W poprzedniej kolejce oba zespoły stoczyły zacięte pojedynki. Mistrzynie Niemiec 3:2 pokonały siatkarki Impela Wrocław. Z kolei zawodniczki Telekom Baku podjęły na wyjeździe równorzędną walkę z Fenerbahce Grundig Stambuł i przegrały dopiero po tie-breaku. Przed środowym pojedynkiem wyższe miejsce w tabeli zajmowały siatkarki SC Dresdner, bowiem w pierwszej serii spotkań obie drużyny nie zdobyły punktów.
Patrząc na składy, można było spodziewać się zaciętego pojedynku. Premierowa odsłona meczu nie miała jednak wiele wspólnego z walką punkt za punkt. Od połowy partii stroną dominującą była zespół gospodarzy. W ich szeregach skutecznie atakowała Gina Mancuso, która jeszcze w ubiegłym sezonie reprezentowała barwy Tauronu MKS-u Dąbrowa Górnicza. Przyjezdne zdobyły w inauguracyjnym secie zaledwie 16 oczek, a w oczy rzuciła się niska efektywność w ataku skrzydłowej Samadowej. Przyjmująca skończyła tylko 1 z 8 posłanych do niej piłek.
Bohaterką drugiej partii była Michelle Bartsch. Przyjmująca poderwała swój zespół w momencie, gdy kontrolę nad wydarzeniami w secie zaczęły przejmować przyjezdne.

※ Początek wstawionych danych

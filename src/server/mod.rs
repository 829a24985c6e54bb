//! HTTP surface.
//!
//! All handlers share one read-only [`AppContext`] built at startup; there
//! is no mutable shared state, so requests never lock.

pub mod handlers;

use std::sync::Arc;

use axum::{
    routing::{get, post},
    Router,
};
use tower_http::{cors::CorsLayer, trace::TraceLayer};

use crate::config::SamplingConfig;
use crate::engine::NeuralEngine;
use crate::lang::{LanguageDetector, Translator};
use crate::markov::MarkovChain;

pub use handlers::{
    ErrorResponse, GenerateRequest, GenerateResponse, HealthResponse, MarkovResponse,
    TranslateRequest, TranslateResponse, NO_CONTINUATION,
};

/// Server configuration.
#[derive(Debug, Clone)]
pub struct ServerConfig {
    pub host: String,
    pub port: u16,
}

impl Default for ServerConfig {
    fn default() -> Self {
        Self {
            host: "0.0.0.0".to_string(),
            port: 3000,
        }
    }
}

impl ServerConfig {
    /// `host:port` string to bind.
    pub fn addr(&self) -> String {
        format!("{}:{}", self.host, self.port)
    }
}

/// Everything the request handlers read.
#[derive(Debug)]
pub struct AppContext {
    /// Trained or loaded neural engine.
    pub engine: NeuralEngine,
    /// Markov chain over the same corpus.
    pub markov: MarkovChain,
    /// Default length and RNG seeding for requests.
    pub sampling: SamplingConfig,
    /// Upper bound on the requested length.
    pub max_length: usize,
    pub detector: LanguageDetector,
    pub translator: Translator,
}

impl AppContext {
    /// Creates a context with the default language tables.
    pub fn new(
        engine: NeuralEngine,
        markov: MarkovChain,
        sampling: SamplingConfig,
        max_length: usize,
    ) -> Self {
        Self {
            engine,
            markov,
            sampling,
            max_length,
            detector: LanguageDetector::default(),
            translator: Translator::default(),
        }
    }

    /// Requested length, defaulted and capped.
    pub fn clamp_length(&self, requested: Option<usize>) -> usize {
        requested
            .unwrap_or(self.sampling.max_tokens)
            .min(self.max_length)
    }
}

/// Create the application router with all routes and middleware.
pub fn create_app(context: Arc<AppContext>) -> Router {
    Router::new()
        .route("/", get(handlers::frontend))
        .route("/frontend.html", get(handlers::frontend))
        .route("/health", get(handlers::health))
        .route("/generate", post(handlers::generate))
        .route("/markov", post(handlers::markov))
        .route("/translate", post(handlers::translate))
        .fallback(handlers::not_found)
        .with_state(context)
        .layer(TraceLayer::new_for_http())
        .layer(CorsLayer::permissive())
}

/// Binds `config.addr()` and serves until a shutdown signal arrives.
pub async fn serve(config: &ServerConfig, context: Arc<AppContext>) -> std::io::Result<()> {
    let addr = config.addr();
    let app = create_app(context);

    let listener = tokio::net::TcpListener::bind(&addr).await?;
    tracing::info!(addr = %addr, "Server running");
    axum::serve(listener, app)
        .with_graceful_shutdown(shutdown_signal())
        .await?;

    tracing::info!("Server stopped");
    Ok(())
}

/// Wait for Ctrl+C or SIGTERM.
async fn shutdown_signal() {
    let ctrl_c = async {
        if let Err(e) = tokio::signal::ctrl_c().await {
            tracing::error!(error = %e, "Failed to install Ctrl+C handler");
            std::future::pending::<()>().await;
        }
    };

    #[cfg(unix)]
    let terminate = async {
        use tokio::signal::unix::{signal, SignalKind};
        match signal(SignalKind::terminate()) {
            Ok(mut stream) => {
                stream.recv().await;
            }
            Err(e) => {
                tracing::error!(error = %e, "Failed to install SIGTERM handler");
                std::future::pending::<()>().await;
            }
        }
    };

    #[cfg(not(unix))]
    let terminate = std::future::pending::<()>();

    tokio::select! {
        _ = ctrl_c => tracing::info!("Received Ctrl+C"),
        _ = terminate => tracing::info!("Received SIGTERM"),
    }
}
//! Structured logging configuration.

use tracing_subscriber::{fmt, layer::SubscriberExt, util::SubscriberInitExt, EnvFilter};

/// Initialize the global tracing subscriber.
///
/// `RUST_LOG` wins over `log_level`; an unparsable level falls back to
/// `info`. Calling this more than once leaves the first subscriber in place.
pub fn init_tracing(log_level: &str) {
    let env_filter = EnvFilter::try_from_default_env()
        .or_else(|_| EnvFilter::try_new(log_level))
        .unwrap_or_else(|_| EnvFilter::new("info"));

    let console_layer = fmt::layer()
        .with_target(true)
        .with_thread_ids(false)
        .with_writer(std::io::stdout);

    let initialized = tracing_subscriber::registry()
        .with(env_filter)
        .with(console_layer)
        .try_init()
        .is_ok();

    if initialized {
        tracing::debug!(log_level, "Tracing initialized");
    }
}
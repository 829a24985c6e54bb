//! Integration tests for the Markov alternative.

use nano_textgen::{Corpus, FinishReason, MarkovChain, Sampler, SymbolLevel};

fn cat_chain() -> MarkovChain {
    MarkovChain::build(&Corpus::new(["the cat sat", "the cat ran"]), SymbolLevel::Word)
}

#[test]
fn test_cat_successors_in_insertion_order() {
    let chain = cat_chain();
    assert_eq!(chain.successors("cat").unwrap(), &["sat", "ran"]);
}

#[test]
fn test_one_step_from_the_cat() {
    let chain = cat_chain();
    let mut sampler = Sampler::with_seed(17);

    let mut seen = std::collections::HashSet::new();
    for _ in 0..100 {
        let output = chain.generate("the cat", 1, &mut sampler);
        assert_eq!(output.len(), 1);
        seen.insert(output.text());
    }

    let expected: std::collections::HashSet<String> =
        ["sat", "ran"].into_iter().map(String::from).collect();
    assert_eq!(seen, expected);
}

#[test]
fn test_length_zero_returns_start_state() {
    let chain = cat_chain();
    for seed in ["the cat", "cat", "the"] {
        let mut sampler = Sampler::with_seed(0);
        let output = chain.generate(seed, 0, &mut sampler);

        let last = seed.split_whitespace().last().unwrap();
        assert_eq!(output.start_state.as_deref(), Some(last));
        assert!(output.is_empty());
    }
}

#[test]
fn test_walk_follows_recorded_transitions() {
    let chain = cat_chain();
    let mut sampler = Sampler::with_seed(5);

    let output = chain.generate("the", 20, &mut sampler);
    let mut previous = output.start_state.clone().unwrap();
    for symbol in &output.symbols {
        assert!(chain.successors(&previous).unwrap().contains(symbol));
        previous = symbol.clone();
    }
    if output.len() < 20 {
        assert_eq!(output.finish_reason, FinishReason::NoSuccessors);
        assert!(chain.successors(&previous).is_none());
    }
}

#[test]
fn test_terminal_seed_stops_immediately() {
    let chain = cat_chain();
    let mut sampler = Sampler::with_seed(0);

    // "ran" ends the corpus and "dog" is unknown: no start state.
    let output = chain.generate("dog ran", 5, &mut sampler);
    assert!(output.start_state.is_none());
    assert!(output.is_empty());
    assert_eq!(output.finish_reason, FinishReason::NoSuccessors);
}

#[test]
fn test_char_level_chain() {
    let chain = MarkovChain::build(&Corpus::new(["aaaa"]), SymbolLevel::Char);
    let mut sampler = Sampler::with_seed(1);

    let output = chain.generate("a", 6, &mut sampler);
    assert_eq!(output.text(), "aaaaaa");
    assert_eq!(output.finish_reason, FinishReason::MaxTokens);
}
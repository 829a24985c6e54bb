//! Configuration types for nano-textgen.

use serde::{Deserialize, Serialize};

use crate::vocab::SymbolLevel;

/// Forward-pass shape of the next-symbol model.
#[derive(Debug, Clone, Copy, PartialEq, Eq, Serialize, Deserialize, clap::ValueEnum)]
#[serde(rename_all = "lowercase")]
pub enum Architecture {
    /// Elman-style recurrent net: tanh hidden state carried across steps.
    Recurrent,
    /// One learned logit per (class, input id) pair, no hidden state.
    Direct,
}

impl Architecture {
    /// Get the architecture name as a static string.
    pub fn as_str(&self) -> &'static str {
        match self {
            Self::Recurrent => "recurrent",
            Self::Direct => "direct",
        }
    }
}

/// What to do with seed symbols the vocabulary has never seen.
#[derive(
    Debug, Clone, Copy, Default, PartialEq, Eq, Serialize, Deserialize, clap::ValueEnum,
)]
#[serde(rename_all = "lowercase")]
pub enum UnknownSymbolPolicy {
    /// Drop unknown symbols from the seed.
    #[default]
    Skip,
    /// Map unknown symbols to id 0.
    Default,
}

/// Model configuration.
///
/// Travels inside the weight blob, so every field here is part of the
/// persisted format.
#[derive(Debug, Clone, PartialEq, Serialize, Deserialize)]
pub struct ModelConfig {
    /// Forward-pass shape.
    pub architecture: Architecture,
    /// Whether symbols are characters or words.
    pub level: SymbolLevel,
    /// Vocabulary size (filled in from the built vocabulary).
    pub vocab_size: usize,
    /// Hidden dimension (recurrent shape only).
    pub hidden_size: usize,
    /// Length of the sliding context window used during generation.
    pub seq_length: usize,
    /// Half-width of the uniform weight initialisation interval.
    pub init_scale: f32,
}

impl Default for ModelConfig {
    fn default() -> Self {
        Self {
            architecture: Architecture::Recurrent,
            level: SymbolLevel::Char,
            vocab_size: 0,
            hidden_size: 50,
            seq_length: 16,
            init_scale: 0.1,
        }
    }
}

impl ModelConfig {
    /// Returns a copy with `vocab_size` replaced.
    pub fn with_vocab_size(mut self, vocab_size: usize) -> Self {
        self.vocab_size = vocab_size;
        self
    }

    /// Expected tensor shapes for this configuration, in persistence order.
    pub fn tensor_shapes(&self) -> Vec<(&'static str, Vec<usize>)> {
        let v = self.vocab_size;
        let h = self.hidden_size;
        match self.architecture {
            Architecture::Recurrent => vec![
                ("w_xh", vec![h, v]),
                ("w_hh", vec![h, h]),
                ("w_hy", vec![v, h]),
                ("b_h", vec![h]),
                ("b_y", vec![v]),
            ],
            Architecture::Direct => vec![("weight", vec![v, v]), ("bias", vec![v])],
        }
    }
}

/// Training configuration.
#[derive(Debug, Clone, Serialize, Deserialize)]
pub struct TrainingConfig {
    /// Number of passes over the corpus.
    pub epochs: usize,
    /// Plain gradient descent step size.
    pub learning_rate: f32,
}

impl Default for TrainingConfig {
    fn default() -> Self {
        Self {
            epochs: 50,
            learning_rate: 0.01,
        }
    }
}

/// Sampling configuration.
#[derive(Debug, Clone, Serialize, Deserialize)]
pub struct SamplingConfig {
    /// Maximum symbols to generate.
    pub max_tokens: usize,
    /// RNG seed (None = seed from OS entropy).
    pub seed: Option<u64>,
    /// Handling of seed symbols outside the vocabulary.
    pub unknown_symbols: UnknownSymbolPolicy,
}

impl Default for SamplingConfig {
    fn default() -> Self {
        Self {
            max_tokens: 100,
            seed: None,
            unknown_symbols: UnknownSymbolPolicy::Skip,
        }
    }
}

Po serii udanych bloków Azerki prowadziły 10:5. Później ich przewaga zaczęła topnieć, a największa w tym zasługa Bartsch. Siatkarka ze Stanów Zjednoczonych kilka razy mocno zaatakowała z lewego skrzydła oraz zdobyła punkty zagrywką i blokiem. Rywalki nie potrafiły znaleźć recepty na powstrzymanie jej na siatce. W związku z tym także w drugiej odsłonie widowiska musiały uznać wyższość podopiecznych Alexandra Waibla, przegrywając 21:25.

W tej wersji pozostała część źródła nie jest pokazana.